Lychee fruit is a rarity in the United States, probably because it isn’t commercially grown on the mainland with the exception of small farms in Florida. Because of this, it isn’t any wonder you’re asking what is lychee fruit. While it isn’t commonly found here, it has been prized for centuries by the Chinese who passed it along to Burma in the late 17th century, who in turn brought it to India.
The tree itself, Litchi chinensis, is a large, long-living subtropical evergreen that bears fruit from May through August in Hawaii. The most notable of the soapberry family, Sapindaceae, litchee trees bloom in the late winter to early spring.
The resulting fruits are actually drupes, which are borne in clusters of from 3-50 fruits. The fruit is round to oval and 1-1.5 inches (25-38 mm.) across and a bumpy textured pink to red in color. Once peeled, the interior of fruit is whitish, semi-transparent, and juicy. Each drupe contains one shiny, dark brown seed.
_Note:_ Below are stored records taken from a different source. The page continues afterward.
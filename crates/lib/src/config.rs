//! Runtime settings for buildpack resolution.

use std::path::PathBuf;

use crate::consts::{APP_NAME, BUILDPACK_PATH_ENV, CACHE_DIR_ENV};

/// Where buildpacks are looked up and where remote buildpacks are cloned.
#[derive(Debug, Clone, PartialEq, Eq)]
pub struct Settings {
  /// Ordered directories searched for named buildpacks.
  pub search_path: Vec<PathBuf>,
  /// Root of the remote download cache (`{root}/{host}/{path}`).
  pub download_root: PathBuf,
}

impl Settings {
  /// Build settings from an optional colon-separated search path and an
  /// optional download root. Missing values fall back to the defaults.
  pub fn new(search_path: Option<&str>, download_root: Option<PathBuf>) -> Self {
    Settings {
      search_path: search_path.map(parse_search_path).unwrap_or_default(),
      download_root: download_root.unwrap_or_else(default_download_root),
    }
  }

  /// Read `BUILDPACK_PATH` and `STACKBREW_CACHE_DIR` from the environment.
  pub fn from_env() -> Self {
    let search_path = std::env::var(BUILDPACK_PATH_ENV).ok();
    let download_root = std::env::var_os(CACHE_DIR_ENV)
      .filter(|v| !v.is_empty())
      .map(PathBuf::from);
    Self::new(search_path.as_deref(), download_root)
  }
}

impl Default for Settings {
  fn default() -> Self {
    Self::new(None, None)
  }
}

/// Split a colon-separated search path, dropping empty entries.
pub fn parse_search_path(value: &str) -> Vec<PathBuf> {
  value
    .split(':')
    .filter(|entry| !entry.is_empty())
    .map(PathBuf::from)
    .collect()
}

pub fn default_download_root() -> PathBuf {
  std::env::temp_dir().join(APP_NAME)
}
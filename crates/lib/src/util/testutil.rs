//! Test utilities for stackbrew-lib.
//!
//! Fakes for the process and clone seams, plus a helper to lay out buildpack
//! directories on disk.

use std::collections::HashMap;
use std::ffi::{OsStr, OsString};
use std::fs;
use std::io;
use std::path::{Path, PathBuf};
use std::sync::atomic::{AtomicUsize, Ordering};
use std::sync::{Arc, Mutex};

use crate::buildpack::{Cloner, FetchError};
use crate::process::{Output, StepOutput, StepRunner};

/// A single invocation seen by [`FakeRunner`].
#[derive(Debug, Clone, PartialEq, Eq)]
pub struct RecordedCall {
  pub program: PathBuf,
  pub args: Vec<OsString>,
  pub output: Output,
}

impl RecordedCall {
  /// File name of the program (`compile`, `release`, ...).
  pub fn step(&self) -> String {
    self
      .program
      .file_name()
      .map(|n| n.to_string_lossy().into_owned())
      .unwrap_or_default()
  }
}

#[derive(Debug, Default)]
struct RunnerState {
  calls: Vec<RecordedCall>,
  responses: HashMap<String, StepOutput>,
}

/// Records invocations and answers with canned outputs keyed by program file name.
///
/// Unconfigured steps exit 0 with empty output.
#[derive(Debug, Clone, Default)]
pub struct FakeRunner {
  state: Arc<Mutex<RunnerState>>,
}

impl FakeRunner {
  pub fn respond(self, step: &str, code: Option<i32>, stdout: &str) -> Self {
    self.state.lock().unwrap().responses.insert(
      step.to_string(),
      StepOutput {
        code,
        stdout: stdout.as_bytes().to_vec(),
      },
    );
    self
  }

  pub fn calls(&self) -> Vec<RecordedCall> {
    self.state.lock().unwrap().calls.clone()
  }
}

impl StepRunner for FakeRunner {
  fn run(&self, program: &Path, args: &[&OsStr], output: Output) -> io::Result<StepOutput> {
    let call = RecordedCall {
      program: program.to_path_buf(),
      args: args.iter().map(|a| a.to_os_string()).collect(),
      output,
    };
    let mut state = self.state.lock().unwrap();
    let mut response = state.responses.get(&call.step()).cloned().unwrap_or(StepOutput {
      code: Some(0),
      stdout: Vec::new(),
    });
    state.calls.push(call);

    if output == Output::Inherit {
      response.stdout.clear();
    }
    Ok(response)
  }
}

/// Pretends to clone by writing a minimal buildpack and a `CLONE` file
/// holding the clone's sequence number.
#[derive(Debug, Clone, Default)]
pub struct FakeCloner {
  count: Arc<AtomicUsize>,
  fail: bool,
}

impl FakeCloner {
  pub fn failing() -> Self {
    FakeCloner {
      fail: true,
      ..Default::default()
    }
  }

  pub fn clone_count(&self) -> usize {
    self.count.load(Ordering::SeqCst)
  }
}

impl Cloner for FakeCloner {
  fn clone_repo(&self, url: &str, dest: &Path) -> Result<(), FetchError> {
    if self.fail {
      return Err(FetchError::Clone {
        url: url.to_string(),
        source: "remote unreachable".into(),
      });
    }

    let n = self.count.fetch_add(1, Ordering::SeqCst) + 1;
    let write = || -> io::Result<()> {
      fs::create_dir_all(dest.join("bin"))?;
      fs::write(dest.join("bin").join("compile"), "#!/bin/sh\n")?;
      fs::write(dest.join("CLONE"), n.to_string())
    };
    write().map_err(|e| FetchError::Clone {
      url: url.to_string(),
      source: Box::new(e),
    })
  }
}

/// Create a buildpack directory `dir/name` with `bin/compile` and, optionally,
/// `bin/release`. Script bodies are only meaningful to real runners.
pub fn buildpack_dir(dir: &Path, name: &str, compile: &str, release: Option<&str>) -> PathBuf {
  let root = dir.join(name);
  crate::util::fs::write_executable(&root.join("bin").join("compile"), compile.as_bytes()).unwrap();
  if let Some(release) = release {
    crate::util::fs::write_executable(&root.join("bin").join("release"), release.as_bytes()).unwrap();
  }
  root
}
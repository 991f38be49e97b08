//! Shared utilities.
//!
//! Filesystem helpers used by staging and conversion, plus test helpers.

pub mod fs;

#[cfg(test)]
pub mod testutil;
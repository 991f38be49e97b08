//! Stack descriptor model and loader.
//!
//! A stack descriptor (`Stackfile`) is a YAML mapping from service name to
//! service configuration:
//!
//! ```yaml
//! web:
//!   type: python
//!   approot: web
//! worker:
//!   type: custom
//!   buildscript: builder/build.sh
//! ```
//!
//! Service order follows the file, so builds and `deploy.json` are
//! deterministic across runs.

mod load;
mod types;

use std::path::PathBuf;

use thiserror::Error;

pub use load::{find_stackfile, load_stack};
pub use types::{Service, ServiceConfig, Stack};

/// Errors that can occur while loading or querying a stack.
#[derive(Debug, Error)]
pub enum StackError {
  /// None of the recognized descriptor files exist.
  #[error("no stack descriptor found in '{dir}' (looked for {candidates})")]
  NotFound { dir: PathBuf, candidates: String },

  #[error("failed to read stack descriptor '{path}': {source}")]
  Read {
    path: PathBuf,
    #[source]
    source: std::io::Error,
  },

  #[error("failed to parse stack descriptor '{path}': {source}")]
  Parse {
    path: PathBuf,
    #[source]
    source: serde_yaml::Error,
  },

  #[error("stack descriptor '{path}' is not a mapping of services")]
  NotAMapping { path: PathBuf },

  #[error("stack descriptor '{path}' has a non-string service name: {key}")]
  InvalidServiceName { path: PathBuf, key: String },

  #[error("invalid configuration for service '{service}' in '{path}': {source}")]
  InvalidService {
    path: PathBuf,
    service: String,
    #[source]
    source: serde_yaml::Error,
  },

  #[error("no such service: {0}")]
  ServiceNotFound(String),

  #[error("service '{0}' does not declare a buildscript")]
  MissingBuildscript(String),
}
Since the tree is subtropical, it can be grown in USDA zones 10-11 only. A beautiful specimen tree with its shiny leaves and attractive fruit, lychee thrives in deep, fertile, well-draining soil. They prefer an acidic soil of pH 5.0-5.5.
When growing lychee trees, be sure to plant them in a protected area. Their dense canopy can be caught up by the wind and cause the trees to topple over. The tree can reach 30-40 feet (9-12 m.) in height.
Recommended cultivars for fruit production include:
- Sweet Cliff
- Kate Sessions
- Kwai Mi Origin
Harvesting Lychee Fruit
Lychee trees begin producing fruit in 3-5 years. To harvest the fruit, allow them to turn red. Fruit taken when green will not ripen further. Remove the fruit from the tree by cutting it from the branch just above the panicle bearing the fruit.
Once harvested, the fruit can be stored in the refrigerator in a plastic bag for up to 2 weeks. They can be eaten fresh, dried, or canned.
Lychee Tree Care
As mentioned, lychee trees need to be protected from wind. Proper pruning will also mitigate wind damage. While the trees will tolerate slightly water logged soil and light flooding for short periods, continual standing water is a no-no.
Give the tree regular watering and fertilize twice a year with an organic fertilizer. Other than minor maintenance, lychee tree care is fairly minimal and it will reward you with years of beauty and succulent fruit.